Леониду совсем не хотелось знать, что потом. Ему только жаль было своей бани и почему-то Полинки. В сознании баня и покойная жена вдруг оказались неразрывны.
– У каждого свои мёртвые, которых надо защитить, – пробормотал он под нос, когда они попрощались с Пуховым.
Леонид сказал это тихо, но Пухов, вероятно, что-то расслышал. Уже отошедший порядком, он остановился и, обернувшись, вопросительно посмотрел на Леонида.
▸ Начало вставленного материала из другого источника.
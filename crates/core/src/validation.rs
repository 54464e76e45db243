//! Parameter validator: turns a raw key/value bag into a
//! [`GenerationRequest`] for a given model, or a structured
//! [`ValidationError`].
//!
//! Pure and deterministic. The same bag and descriptor always produce the
//! same request or the same error.

use serde_json::{Number, Value};

use crate::error::CoreError;
use crate::models::{
    ElementShape, ModelDescriptor, ModelRegistry, ParameterKind, ParameterSpec, MAX_IMAGES,
    NUM_IMAGES_KEY,
};
use crate::request::GenerationRequest;
use crate::types::ParamMap;

/// Key of the prompt in a raw bag.
pub const PROMPT_KEY: &str = "prompt";

/// Key of the model id in a raw bag (read by [`validate_submission`]).
pub const MODEL_KEY: &str = "model";

/// Scale assigned to a LoRA entry that does not specify one.
pub const DEFAULT_LORA_SCALE: f64 = 1.0;

/// A rejected parameter bag. Raised locally, never sent upstream.
#[derive(Debug, Clone, PartialEq, thiserror::Error)]
pub enum ValidationError {
    #[error("Missing required parameter '{key}'")]
    MissingRequiredParameter { key: String },

    #[error("Invalid value '{got}' for '{key}'. Must be one of: {allowed_list}", allowed_list = .allowed.join(", "))]
    InvalidEnumValue {
        key: String,
        allowed: Vec<String>,
        got: String,
    },

    #[error("'{key}' must be a number")]
    InvalidNumber { key: String },

    #[error("'{key}' must be a {expected}")]
    InvalidType { key: String, expected: &'static str },

    #[error("'{key}' accepts at most {max} entries, got {got}")]
    TooManyEntries { key: String, max: usize, got: usize },

    #[error("Invalid entry {index} in '{key}': {reason}")]
    InvalidArrayElement {
        key: String,
        index: usize,
        reason: String,
    },

    #[error("Prompt must not be empty")]
    EmptyPrompt,

    #[error("Parameters must be a JSON object")]
    NotAnObject,
}

impl ValidationError {
    /// The offending parameter key, when the error concerns one.
    pub fn key(&self) -> Option<&str> {
        match self {
            ValidationError::MissingRequiredParameter { key }
            | ValidationError::InvalidEnumValue { key, .. }
            | ValidationError::InvalidNumber { key }
            | ValidationError::InvalidType { key, .. }
            | ValidationError::TooManyEntries { key, .. }
            | ValidationError::InvalidArrayElement { key, .. } => Some(key),
            ValidationError::EmptyPrompt => Some(PROMPT_KEY),
            ValidationError::NotAnObject => None,
        }
    }
}

// ---------------------------------------------------------------------------
// Entry points
// ---------------------------------------------------------------------------

/// Resolve the bag's `model` key against the registry, then [`validate`].
pub fn validate_submission(
    registry: &ModelRegistry,
    bag: &Value,
) -> Result<GenerationRequest, CoreError> {
    let obj = bag.as_object().ok_or(ValidationError::NotAnObject)?;
    let model_id = match obj.get(MODEL_KEY) {
        Some(Value::String(s)) if !s.trim().is_empty() => s.trim(),
        Some(Value::String(_)) | None | Some(Value::Null) => {
            return Err(ValidationError::MissingRequiredParameter {
                key: MODEL_KEY.to_string(),
            }
            .into())
        }
        Some(_) => {
            return Err(ValidationError::InvalidType {
                key: MODEL_KEY.to_string(),
                expected: "string",
            }
            .into())
        }
    };
    let descriptor = registry.describe(model_id)?;
    Ok(validate(descriptor, bag)?)
}

/// Validate a raw parameter bag against a model's schema.
///
/// - Missing keys take their default; required keys without one fail.
/// - Keys the schema does not know are ignored.
/// - The image count is clamped into `[1, max_images]`, never rejected for
///   range.
pub fn validate(
    descriptor: &ModelDescriptor,
    bag: &Value,
) -> Result<GenerationRequest, ValidationError> {
    let obj = bag.as_object().ok_or(ValidationError::NotAnObject)?;

    let prompt = validate_prompt(obj.get(PROMPT_KEY))?;

    let mut params = ParamMap::new();
    let mut image_count = 1u32;

    for spec in &descriptor.parameters {
        let value = match obj.get(&spec.key) {
            Some(raw) if !is_absent(raw) => coerce_value(spec, raw)?,
            _ => match (&spec.default, spec.required) {
                (Some(default), _) => default.clone(),
                (None, true) => {
                    return Err(ValidationError::MissingRequiredParameter {
                        key: spec.key.clone(),
                    })
                }
                (None, false) => continue,
            },
        };

        if spec.key == NUM_IMAGES_KEY {
            image_count = clamp_image_count(&value, descriptor.max_images);
            params.insert(spec.key.clone(), Value::from(image_count));
            continue;
        }

        params.insert(spec.key.clone(), value);
    }

    for key in obj.keys() {
        if key != PROMPT_KEY && key != MODEL_KEY && descriptor.parameter(key).is_none() {
            tracing::debug!(model_id = %descriptor.id, key = %key, "Ignoring unknown parameter");
        }
    }

    Ok(GenerationRequest {
        model_id: descriptor.id.clone(),
        prompt,
        image_count,
        params,
    })
}

/// Coerce a present value to the parameter's kind.
///
/// Used by [`validate`] and by the registry to check defaults.
pub fn coerce_value(spec: &ParameterSpec, value: &Value) -> Result<Value, ValidationError> {
    match &spec.kind {
        ParameterKind::String => match value {
            Value::String(s) => Ok(Value::String(s.clone())),
            _ => Err(invalid_type(spec, "string")),
        },
        ParameterKind::Number { integer, min, max } => {
            coerce_number(&spec.key, value, *integer, *min, *max)
        }
        ParameterKind::Boolean => coerce_boolean(spec, value),
        ParameterKind::Enum { options } => coerce_enum(spec, value, options),
        ParameterKind::Array { element, max_len } => coerce_array(spec, value, *element, *max_len),
    }
}

// ---------------------------------------------------------------------------
// Helpers
// ---------------------------------------------------------------------------

fn validate_prompt(value: Option<&Value>) -> Result<String, ValidationError> {
    match value {
        None | Some(Value::Null) => Err(ValidationError::MissingRequiredParameter {
            key: PROMPT_KEY.to_string(),
        }),
        Some(Value::String(s)) if s.trim().is_empty() => Err(ValidationError::EmptyPrompt),
        Some(Value::String(s)) => Ok(s.clone()),
        Some(_) => Err(ValidationError::InvalidType {
            key: PROMPT_KEY.to_string(),
            expected: "string",
        }),
    }
}

/// `null` and blank strings count as absent: an empty seed or image URL
/// field means "not set", not an invalid value.
fn is_absent(value: &Value) -> bool {
    match value {
        Value::Null => true,
        Value::String(s) => s.trim().is_empty(),
        _ => false,
    }
}

fn invalid_type(spec: &ParameterSpec, expected: &'static str) -> ValidationError {
    ValidationError::InvalidType {
        key: spec.key.clone(),
        expected,
    }
}

fn clamp_image_count(value: &Value, max_images: u32) -> u32 {
    let upper = max_images.clamp(1, MAX_IMAGES) as i64;
    let n = match value {
        Value::Number(n) if n.is_u64() && n.as_i64().is_none() => upper,
        Value::Number(n) => n
            .as_i64()
            .or_else(|| n.as_f64().map(|f| f as i64))
            .unwrap_or(1),
        _ => 1,
    };
    n.clamp(1, upper) as u32
}

fn coerce_number(
    key: &str,
    value: &Value,
    integer: bool,
    min: Option<f64>,
    max: Option<f64>,
) -> Result<Value, ValidationError> {
    let invalid = || ValidationError::InvalidNumber {
        key: key.to_string(),
    };

    // Integers that already fit are passed through untouched so large seeds
    // keep full precision.
    if integer && min.is_none() && max.is_none() {
        if let Value::Number(n) = value {
            if n.is_i64() || n.is_u64() {
                return Ok(value.clone());
            }
        }
        if let Value::String(s) = value {
            if let Ok(n) = s.trim().parse::<i64>() {
                return Ok(Value::from(n));
            }
        }
    }

    let mut n = match value {
        Value::Number(n) => n.as_f64().ok_or_else(invalid)?,
        Value::String(s) => s.trim().parse::<f64>().map_err(|_| invalid())?,
        _ => return Err(invalid()),
    };
    if !n.is_finite() {
        return Err(invalid());
    }

    if let Some(lo) = min {
        n = n.max(lo);
    }
    if let Some(hi) = max {
        n = n.min(hi);
    }

    if integer {
        Ok(Value::from(n.trunc() as i64))
    } else {
        Number::from_f64(n).map(Value::Number).ok_or_else(invalid)
    }
}

fn coerce_boolean(spec: &ParameterSpec, value: &Value) -> Result<Value, ValidationError> {
    match value {
        Value::Bool(b) => Ok(Value::Bool(*b)),
        Value::String(s) if s.trim().eq_ignore_ascii_case("true") => Ok(Value::Bool(true)),
        Value::String(s) if s.trim().eq_ignore_ascii_case("false") => Ok(Value::Bool(false)),
        _ => Err(invalid_type(spec, "boolean")),
    }
}

fn coerce_enum(
    spec: &ParameterSpec,
    value: &Value,
    options: &[String],
) -> Result<Value, ValidationError> {
    let got = match value {
        Value::String(s) => s.clone(),
        Value::Number(n) => n.to_string(),
        other => other.to_string(),
    };
    if options.iter().any(|o| *o == got) {
        Ok(Value::String(got))
    } else {
        Err(ValidationError::InvalidEnumValue {
            key: spec.key.clone(),
            allowed: options.to_vec(),
            got,
        })
    }
}

fn coerce_array(
    spec: &ParameterSpec,
    value: &Value,
    element: ElementShape,
    max_len: usize,
) -> Result<Value, ValidationError> {
    let items = value.as_array().ok_or_else(|| invalid_type(spec, "array"))?;

    if items.len() > max_len {
        return Err(ValidationError::TooManyEntries {
            key: spec.key.clone(),
            max: max_len,
            got: items.len(),
        });
    }

    let coerced = items
        .iter()
        .enumerate()
        .map(|(index, item)| match element {
            ElementShape::LoraWeight => coerce_lora_weight(&spec.key, index, item),
        })
        .collect::<Result<Vec<_>, _>>()?;

    Ok(Value::Array(coerced))
}

fn coerce_lora_weight(key: &str, index: usize, item: &Value) -> Result<Value, ValidationError> {
    let element_error = |reason: &str| ValidationError::InvalidArrayElement {
        key: key.to_string(),
        index,
        reason: reason.to_string(),
    };

    let obj = item
        .as_object()
        .ok_or_else(|| element_error("expected an object with 'path' and 'scale'"))?;

    let path = match obj.get("path") {
        Some(Value::String(p)) if !p.trim().is_empty() => p.trim().to_string(),
        _ => return Err(element_error("'path' must be a non-empty string")),
    };

    let scale = match obj.get("scale") {
        None | Some(Value::Null) => DEFAULT_LORA_SCALE,
        Some(Value::Number(n)) => n
            .as_f64()
            .ok_or_else(|| element_error("'scale' must be a number"))?,
        Some(Value::String(s)) => s
            .trim()
            .parse::<f64>()
            .map_err(|_| element_error("'scale' must be a number"))?,
        Some(_) => return Err(element_error("'scale' must be a number")),
    };

    let scale = Number::from_f64(scale).ok_or_else(|| element_error("'scale' must be finite"))?;

    let mut weight = serde_json::Map::new();
    weight.insert("path".to_string(), Value::String(path));
    weight.insert("scale".to_string(), Value::Number(scale));
    Ok(Value::Object(weight))
}
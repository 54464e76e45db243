//! Transport seam between the generation client and the provider.
//!
//! The client owns retry and normalization; a transport only moves one
//! request to the provider and one JSON payload back. Tests substitute a
//! scripted transport here.

use async_trait::async_trait;
use serde_json::Value;

/// Callback receiving provider log lines in order.
pub type LogSink<'a> = &'a (dyn Fn(&str) + Send + Sync);

/// Raw payload returned by one successful transport call.
#[derive(Debug, Clone, PartialEq)]
pub struct TransportResponse {
    /// Provider-assigned request id, when the protocol has one.
    pub request_id: Option<String>,
    pub payload: Value,
}

impl TransportResponse {
    pub fn new(payload: Value) -> Self {
        Self {
            request_id: None,
            payload,
        }
    }

    pub fn with_request_id(mut self, request_id: impl Into<String>) -> Self {
        self.request_id = Some(request_id.into());
        self
    }
}

/// Errors from a single transport call.
#[derive(Debug, Clone, PartialEq, thiserror::Error)]
pub enum TransportError {
    /// The provider answered with a non-2xx status.
    #[error("Upstream returned status {status}: {detail}")]
    Status {
        status: u16,
        /// The body's `detail` message, or the raw body text.
        detail: String,
    },

    /// The request never produced a response (DNS, TLS, connect, timeout).
    #[error("Network error: {0}")]
    Network(String),

    /// A response arrived but could not be decoded.
    #[error("Malformed upstream response: {0}")]
    Decode(String),

    /// The request was accepted but did not finish in time.
    #[error("Timed out: {0}")]
    Timeout(String),
}

/// Submits one generation request and waits for its payload.
#[async_trait]
pub trait GenerationTransport: Send + Sync {
    /// Run `input` against the provider model `endpoint`.
    ///
    /// Progress log lines are passed to `on_log` as they arrive.
    async fn run(
        &self,
        endpoint: &str,
        input: &Value,
        credential: &str,
        on_log: LogSink<'_>,
    ) -> Result<TransportResponse, TransportError>;
}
– Говорю, живы будем, не помрём.
Пухов кивнул, поднял руку вверх со сжатым кулаком и пошёл к себе. Леонид постоял немного на крыльце, вдыхая влажный с дымком весенний воздух. На перегибе возле дома Лыкова зажёгся фонарь, следом зарозовела, нагреваясь, лампа на столбе перед калиткой Пухова. Запустилась пилорама, и звук от неё, мокрый от вечернего тумана, пробежал мимо Леонидова забора и далее по давно уже не торной и потому заросшей ивняком и ольшаником нижней дороге к Подолью.